Navigation Menu
The Dennos Museum Center

The Folk Art of Wesley Merritt: A God-Given Talent

June 20 - September 5, 2010

Born March 10, 1926 in Midland, Michigan, Wesley Merritt was one of Northern Michigan's most sought-after folk art sculptors up to his death in 2004. Having worked previously as a boiler tender, janitor, and all around handyman, Merritt was self-employed as artist-in-residence and proprietor of "Wesley's Wood Carvings and Wonder Shop" in Mount Pleasant, Michigan. He called it that because "people wander in and they 'wonder' what I got in all this junk."

A self-taught wood carver who attributed his abilities to a "god-given talent," Wesley produced several hundred folk sculptures between 1960 and 2004. Many of his pieces now reside in museums and important private collections across the country.

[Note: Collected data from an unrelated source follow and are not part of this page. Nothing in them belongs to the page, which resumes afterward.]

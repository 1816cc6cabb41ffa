//! Async runtime that wires **stdin / stdout** JSON‑RPC traffic to the
//! capabilities a plugin executable exports.
//!
//! * Requests from the host are handled concurrently, one task each.
//! * `cancel` and `shutdown` notifications are handled inline.
//! * Handlers reach their backend through the host (`invokeBackend`) and
//!   write job log lines back with `log` notifications.
//!
//! Usage:
//! ```ignore
//! #[tokio::main]
//! async fn main() -> anyhow::Result<()> {
//!     command_plugin::plugin_runtime::init_plugin_tracing("info");
//!     command_plugin::plugin_runtime::run(vec![Capability::backend(Arc::new(MyDirectory))]).await
//! }
//! ```

use std::sync::Arc;
use std::sync::atomic::{AtomicI64, Ordering};

use anyhow::{Result, anyhow};
use async_trait::async_trait;
use dashmap::DashMap;
use serde::Serialize;
use serde::de::DeserializeOwned;
use serde_json::{Value, json};
use tokio::io::{self, AsyncBufReadExt, AsyncRead, AsyncWrite, AsyncWriteExt, BufReader, BufWriter};
use tokio::sync::{mpsc, oneshot};
use tokio_util::sync::CancellationToken;
use tracing::{debug, error, warn};
use tracing_subscriber::EnvFilter;

use crate::capability::{Backend, Capability, CommandLog, ExecutionContext};
use crate::jsonrpc::{self, Id, Message, Method, Request, Response};
use crate::message::*;

/// Plugin-side logging goes to stderr; stdout belongs to the RPC channel.
pub fn init_plugin_tracing(level: &str) {
    let _ = tracing_subscriber::fmt()
        .with_env_filter(EnvFilter::new(level))
        .with_writer(std::io::stderr)
        .with_ansi(false)
        .try_init();
}

struct RuntimeState {
    exports: Vec<Capability>,
    out: mpsc::UnboundedSender<String>,
    pending: DashMap<String, oneshot::Sender<Response>>,
    executions: DashMap<String, CancellationToken>,
    next_id: AtomicI64,
}

impl RuntimeState {
    fn send(&self, msg: &impl Serialize) {
        match serde_json::to_string(msg) {
            Ok(line) => {
                let _ = self.out.send(format!("{line}\n"));
            }
            Err(e) => error!("could not serialise outgoing message: {e}"),
        }
    }

    async fn call_host(&self, method: Method, params: Value) -> Result<Value> {
        let id = Id::Number(self.next_id.fetch_add(1, Ordering::Relaxed));
        let (tx, rx) = oneshot::channel();
        self.pending.insert(id.key(), tx);
        self.send(&Request::call(id, method, Some(params)));
        let rsp = rx.await.map_err(|_| anyhow!("host went away during `{method}`"))?;
        rsp.into_result().map_err(|e| anyhow!(e.message))
    }
}

/// Proxy handed to a handler: its backend lives on the host side.
struct HostBackend {
    state: Arc<RuntimeState>,
    execution_id: String,
}

#[async_trait]
impl Backend for HostBackend {
    async fn invoke(&self, operation: &str, args: Value) -> Result<Value> {
        let params = InvokeBackendParams {
            execution_id: self.execution_id.clone(),
            operation: operation.to_string(),
            args,
        };
        self.state.call_host(Method::InvokeBackend, serde_json::to_value(params)?).await
    }
}

struct HostLog {
    state: Arc<RuntimeState>,
    execution_id: String,
}
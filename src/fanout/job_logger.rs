use std::sync::{Arc, Mutex};

use chrono::{SecondsFormat, Utc};
use command_plugin::capability::CommandLog;
use command_plugin::message::LogLevel;
use tokio::sync::mpsc;
use tokio::task::JoinHandle;
use tracing::{debug, warn};

use super::{CallbackRegistry, LogPublisher, LogStore};

struct Delivery {
    callback: Option<String>,
    line: String,
}

/// Per-job log tee. Publisher delivery runs on one task per job so lines
/// arrive in the order they were written.
pub struct JobLogger {
    job_id: String,
    store: Arc<LogStore>,
    callbacks: Arc<CallbackRegistry>,
    tx: Mutex<Option<mpsc::UnboundedSender<Delivery>>>,
    delivery: Mutex<Option<JoinHandle<()>>>,
}

impl JobLogger {
    pub(super) fn new(
        job_id: &str,
        store: Arc<LogStore>,
        callbacks: Arc<CallbackRegistry>,
        publishers: Arc<Vec<Arc<dyn LogPublisher>>>,
    ) -> Self {
        let (tx, delivery) = if publishers.is_empty() {
            (None, None)
        } else {
            let (tx, mut rx) = mpsc::unbounded_channel::<Delivery>();
            let job = job_id.to_string();
            let handle = tokio::spawn(async move {
                while let Some(d) = rx.recv().await {
                    for publisher in publishers.iter() {
                        if let Err(e) = publisher.publish_log(d.callback.as_deref(), &job, &d.line).await {
                            warn!(job_id = %job, publisher = publisher.name(), "log line not delivered: {e}");
                        }
                    }
                }
            });
            (Some(tx), Some(handle))
        };

        Self {
            job_id: job_id.to_string(),
            store,
            callbacks,
            tx: Mutex::new(tx),
            delivery: Mutex::new(delivery),
        }
    }

    pub fn job_id(&self) -> &str {
        &self.job_id
    }

    /// Waits until every line written so far has been offered to the
    /// publishers. Lines written afterwards only reach tracing and the store.
    pub async fn close(&self) {
        self.tx.lock().unwrap_or_else(|e| e.into_inner()).take();
        let handle = self.delivery.lock().unwrap_or_else(|e| e.into_inner()).take();
        if let Some(handle) = handle {
            let _ = handle.await;
        }
    }
}

fn level_tag(level: LogLevel) -> &'static str {
    match level {
        LogLevel::Trace => "TRACE",
        LogLevel::Debug => "DEBUG",
        LogLevel::Info => "INFO",
        LogLevel::Warn => "WARN",
        LogLevel::Error => "ERROR",
        LogLevel::Critical => "CRITICAL",
    }
}

impl CommandLog for JobLogger {
    fn log(&self, level: LogLevel, message: &str) {
        let job_id = self.job_id.as_str();
        match level {
            LogLevel::Trace => tracing::trace!(job_id, "{message}"),
            LogLevel::Debug => tracing::debug!(job_id, "{message}"),
            LogLevel::Info => tracing::info!(job_id, "{message}"),
            LogLevel::Warn => tracing::warn!(job_id, "{message}"),
            LogLevel::Error => tracing::error!(job_id, "{message}"),
            LogLevel::Critical => tracing::error!(job_id, "[CRITICAL] {message}"),
        }

        let line = format!(
            "{} [{}] {message}",
            Utc::now().to_rfc3339_opts(SecondsFormat::Millis, true),
            level_tag(level)
        );
        for evicted in self.store.append(&self.job_id, line.clone()) {
            debug!(job_id = %evicted, "log history evicted");
        }

        let tx = self.tx.lock().unwrap_or_else(|e| e.into_inner());
        if let Some(tx) = tx.as_ref() {
            let _ = tx.send(Delivery { callback: self.callbacks.get(&self.job_id), line });
        }
    }
}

His work has a certain naïve charm about it that is as hard to resist as his philosophy: "I'm happy with a piece of log...and money enough to get chisels and carve...I do it mostly ‘cuz I love it. I don't want to sell it much. I do sell it, but I do it more or less ‘cuz I love it. If you don't love it, don't do it. I don't think we will ever get rich, but in our hearts we are rich in peace of mind. I'm most generally happy through Christ. Without Jesus we wouldn't know how to carve. If it's the will of God, we're gonna have a lot of strange things around here." Wesley Merritt.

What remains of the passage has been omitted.